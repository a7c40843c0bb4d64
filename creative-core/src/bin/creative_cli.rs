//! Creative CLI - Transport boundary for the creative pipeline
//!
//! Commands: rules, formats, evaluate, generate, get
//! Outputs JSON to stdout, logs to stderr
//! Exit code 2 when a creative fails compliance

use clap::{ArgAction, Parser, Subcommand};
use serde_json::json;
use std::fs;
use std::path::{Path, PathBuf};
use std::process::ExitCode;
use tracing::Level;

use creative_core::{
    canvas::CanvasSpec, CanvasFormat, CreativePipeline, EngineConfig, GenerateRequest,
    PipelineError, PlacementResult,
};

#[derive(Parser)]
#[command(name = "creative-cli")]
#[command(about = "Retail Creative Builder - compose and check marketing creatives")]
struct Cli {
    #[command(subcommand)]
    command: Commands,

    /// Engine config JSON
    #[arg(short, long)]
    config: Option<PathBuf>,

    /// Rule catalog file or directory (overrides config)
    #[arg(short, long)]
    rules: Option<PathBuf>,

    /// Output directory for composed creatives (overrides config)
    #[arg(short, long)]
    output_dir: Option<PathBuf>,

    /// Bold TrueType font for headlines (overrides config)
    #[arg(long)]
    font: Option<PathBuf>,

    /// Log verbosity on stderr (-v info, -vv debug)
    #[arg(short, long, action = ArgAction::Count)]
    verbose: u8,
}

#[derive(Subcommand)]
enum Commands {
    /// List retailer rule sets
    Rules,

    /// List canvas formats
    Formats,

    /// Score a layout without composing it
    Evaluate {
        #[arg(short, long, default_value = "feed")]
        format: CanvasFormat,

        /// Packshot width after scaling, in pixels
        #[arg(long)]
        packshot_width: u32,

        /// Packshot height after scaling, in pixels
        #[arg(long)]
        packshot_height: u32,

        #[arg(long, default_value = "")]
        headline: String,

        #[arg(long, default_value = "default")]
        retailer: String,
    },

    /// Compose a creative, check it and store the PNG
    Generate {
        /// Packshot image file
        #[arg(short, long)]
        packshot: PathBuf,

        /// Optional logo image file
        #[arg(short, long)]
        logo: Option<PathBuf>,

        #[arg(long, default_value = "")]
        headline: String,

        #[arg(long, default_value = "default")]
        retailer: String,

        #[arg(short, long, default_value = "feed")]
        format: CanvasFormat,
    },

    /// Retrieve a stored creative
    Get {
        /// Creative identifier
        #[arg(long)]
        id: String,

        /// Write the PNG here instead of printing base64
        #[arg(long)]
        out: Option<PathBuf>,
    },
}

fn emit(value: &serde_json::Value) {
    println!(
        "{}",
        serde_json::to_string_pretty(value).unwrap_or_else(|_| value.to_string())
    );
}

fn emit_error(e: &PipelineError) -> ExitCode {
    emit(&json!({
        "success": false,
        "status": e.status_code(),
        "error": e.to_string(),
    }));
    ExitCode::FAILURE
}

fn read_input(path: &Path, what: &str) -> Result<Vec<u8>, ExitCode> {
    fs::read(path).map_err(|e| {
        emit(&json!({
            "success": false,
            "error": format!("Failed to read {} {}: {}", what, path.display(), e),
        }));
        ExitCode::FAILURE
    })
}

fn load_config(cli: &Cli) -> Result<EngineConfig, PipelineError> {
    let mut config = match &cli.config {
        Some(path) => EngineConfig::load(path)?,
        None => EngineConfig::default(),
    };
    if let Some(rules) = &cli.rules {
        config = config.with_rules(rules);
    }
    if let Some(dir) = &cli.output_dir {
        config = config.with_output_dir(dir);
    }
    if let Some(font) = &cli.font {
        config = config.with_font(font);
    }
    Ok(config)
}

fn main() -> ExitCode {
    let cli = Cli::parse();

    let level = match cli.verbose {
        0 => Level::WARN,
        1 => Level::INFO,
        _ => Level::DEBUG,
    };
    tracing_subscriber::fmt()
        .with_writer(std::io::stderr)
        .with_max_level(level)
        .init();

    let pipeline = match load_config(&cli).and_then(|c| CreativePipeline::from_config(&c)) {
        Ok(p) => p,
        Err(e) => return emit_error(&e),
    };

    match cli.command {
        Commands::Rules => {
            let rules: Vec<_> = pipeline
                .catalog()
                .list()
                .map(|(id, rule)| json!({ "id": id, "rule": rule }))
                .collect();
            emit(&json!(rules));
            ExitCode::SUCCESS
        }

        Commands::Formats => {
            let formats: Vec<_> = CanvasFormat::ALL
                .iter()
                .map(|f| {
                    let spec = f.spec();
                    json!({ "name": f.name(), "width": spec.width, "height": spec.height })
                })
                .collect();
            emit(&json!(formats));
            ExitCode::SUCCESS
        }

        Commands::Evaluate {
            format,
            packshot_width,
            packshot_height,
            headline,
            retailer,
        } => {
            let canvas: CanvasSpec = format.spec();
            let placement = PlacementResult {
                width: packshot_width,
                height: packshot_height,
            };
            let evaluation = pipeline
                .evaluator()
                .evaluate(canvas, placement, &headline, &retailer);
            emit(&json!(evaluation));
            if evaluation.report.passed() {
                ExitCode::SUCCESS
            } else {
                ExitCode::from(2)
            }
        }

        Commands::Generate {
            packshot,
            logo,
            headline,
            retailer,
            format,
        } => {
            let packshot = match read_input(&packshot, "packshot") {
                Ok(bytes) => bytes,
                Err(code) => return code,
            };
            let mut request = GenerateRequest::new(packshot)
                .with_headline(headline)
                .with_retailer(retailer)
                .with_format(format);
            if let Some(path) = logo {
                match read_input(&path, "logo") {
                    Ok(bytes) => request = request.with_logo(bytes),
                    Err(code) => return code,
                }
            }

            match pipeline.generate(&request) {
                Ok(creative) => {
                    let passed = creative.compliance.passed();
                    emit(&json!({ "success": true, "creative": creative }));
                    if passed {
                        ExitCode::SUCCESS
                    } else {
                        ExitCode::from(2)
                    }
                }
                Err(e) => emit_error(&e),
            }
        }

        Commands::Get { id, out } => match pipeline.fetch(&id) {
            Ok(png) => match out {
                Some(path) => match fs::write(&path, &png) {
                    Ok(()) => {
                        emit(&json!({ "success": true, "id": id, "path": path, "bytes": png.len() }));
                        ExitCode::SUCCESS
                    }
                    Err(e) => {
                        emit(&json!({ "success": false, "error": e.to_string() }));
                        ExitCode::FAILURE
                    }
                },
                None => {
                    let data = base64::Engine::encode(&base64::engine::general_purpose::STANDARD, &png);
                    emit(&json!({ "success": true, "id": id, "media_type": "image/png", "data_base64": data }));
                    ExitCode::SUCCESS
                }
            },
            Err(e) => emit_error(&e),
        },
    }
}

+++++

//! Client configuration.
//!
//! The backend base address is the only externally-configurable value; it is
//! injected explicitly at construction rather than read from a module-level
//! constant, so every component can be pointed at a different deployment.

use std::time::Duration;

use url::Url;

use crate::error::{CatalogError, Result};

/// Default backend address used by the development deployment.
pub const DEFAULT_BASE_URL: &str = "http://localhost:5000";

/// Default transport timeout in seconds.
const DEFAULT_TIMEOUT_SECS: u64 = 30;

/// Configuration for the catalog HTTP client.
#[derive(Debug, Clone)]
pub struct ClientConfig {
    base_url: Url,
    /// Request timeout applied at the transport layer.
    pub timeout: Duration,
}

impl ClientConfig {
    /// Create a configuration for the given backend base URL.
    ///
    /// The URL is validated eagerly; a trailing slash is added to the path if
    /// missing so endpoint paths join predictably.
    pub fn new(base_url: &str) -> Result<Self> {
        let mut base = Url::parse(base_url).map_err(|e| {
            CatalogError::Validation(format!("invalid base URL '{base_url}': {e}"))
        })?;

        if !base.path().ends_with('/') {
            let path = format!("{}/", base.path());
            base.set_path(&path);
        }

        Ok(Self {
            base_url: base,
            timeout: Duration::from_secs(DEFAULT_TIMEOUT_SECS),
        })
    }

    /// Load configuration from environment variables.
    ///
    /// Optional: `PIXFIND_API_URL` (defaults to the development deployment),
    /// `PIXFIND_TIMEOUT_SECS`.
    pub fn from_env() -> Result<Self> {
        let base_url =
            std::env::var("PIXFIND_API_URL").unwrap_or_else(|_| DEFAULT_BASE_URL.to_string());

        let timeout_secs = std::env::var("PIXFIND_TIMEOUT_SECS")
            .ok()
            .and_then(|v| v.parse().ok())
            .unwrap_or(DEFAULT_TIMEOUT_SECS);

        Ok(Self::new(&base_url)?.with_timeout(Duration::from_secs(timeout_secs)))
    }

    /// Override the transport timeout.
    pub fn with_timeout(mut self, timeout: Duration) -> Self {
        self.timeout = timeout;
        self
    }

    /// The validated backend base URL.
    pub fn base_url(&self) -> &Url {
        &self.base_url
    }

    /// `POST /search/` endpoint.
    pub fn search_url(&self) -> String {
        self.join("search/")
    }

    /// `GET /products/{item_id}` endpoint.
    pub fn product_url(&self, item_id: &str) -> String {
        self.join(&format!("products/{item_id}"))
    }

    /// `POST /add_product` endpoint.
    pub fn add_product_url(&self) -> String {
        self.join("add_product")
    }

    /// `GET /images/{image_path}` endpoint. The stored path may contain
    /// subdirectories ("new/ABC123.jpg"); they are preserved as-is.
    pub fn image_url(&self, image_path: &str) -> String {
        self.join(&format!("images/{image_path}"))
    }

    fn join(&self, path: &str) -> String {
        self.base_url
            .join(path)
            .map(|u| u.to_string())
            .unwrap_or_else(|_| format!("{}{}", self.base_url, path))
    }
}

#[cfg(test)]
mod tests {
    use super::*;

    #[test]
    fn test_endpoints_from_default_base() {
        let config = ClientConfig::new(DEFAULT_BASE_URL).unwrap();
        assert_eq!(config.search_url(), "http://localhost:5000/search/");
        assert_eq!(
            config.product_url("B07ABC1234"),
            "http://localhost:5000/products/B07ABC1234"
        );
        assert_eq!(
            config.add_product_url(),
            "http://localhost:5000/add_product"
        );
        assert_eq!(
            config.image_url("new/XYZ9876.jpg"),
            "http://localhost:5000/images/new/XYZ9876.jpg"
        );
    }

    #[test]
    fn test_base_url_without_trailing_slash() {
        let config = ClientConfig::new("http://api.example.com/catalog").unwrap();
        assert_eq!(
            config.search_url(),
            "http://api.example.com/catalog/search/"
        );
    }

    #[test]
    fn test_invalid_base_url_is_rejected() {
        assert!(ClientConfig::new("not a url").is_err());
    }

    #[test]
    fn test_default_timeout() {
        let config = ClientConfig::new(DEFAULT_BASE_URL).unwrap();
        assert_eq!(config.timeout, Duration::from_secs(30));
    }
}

+++++

• [Activity]: How many lines of the data contain the word "check"? Answer with the number alone.

• [Answer section]: 2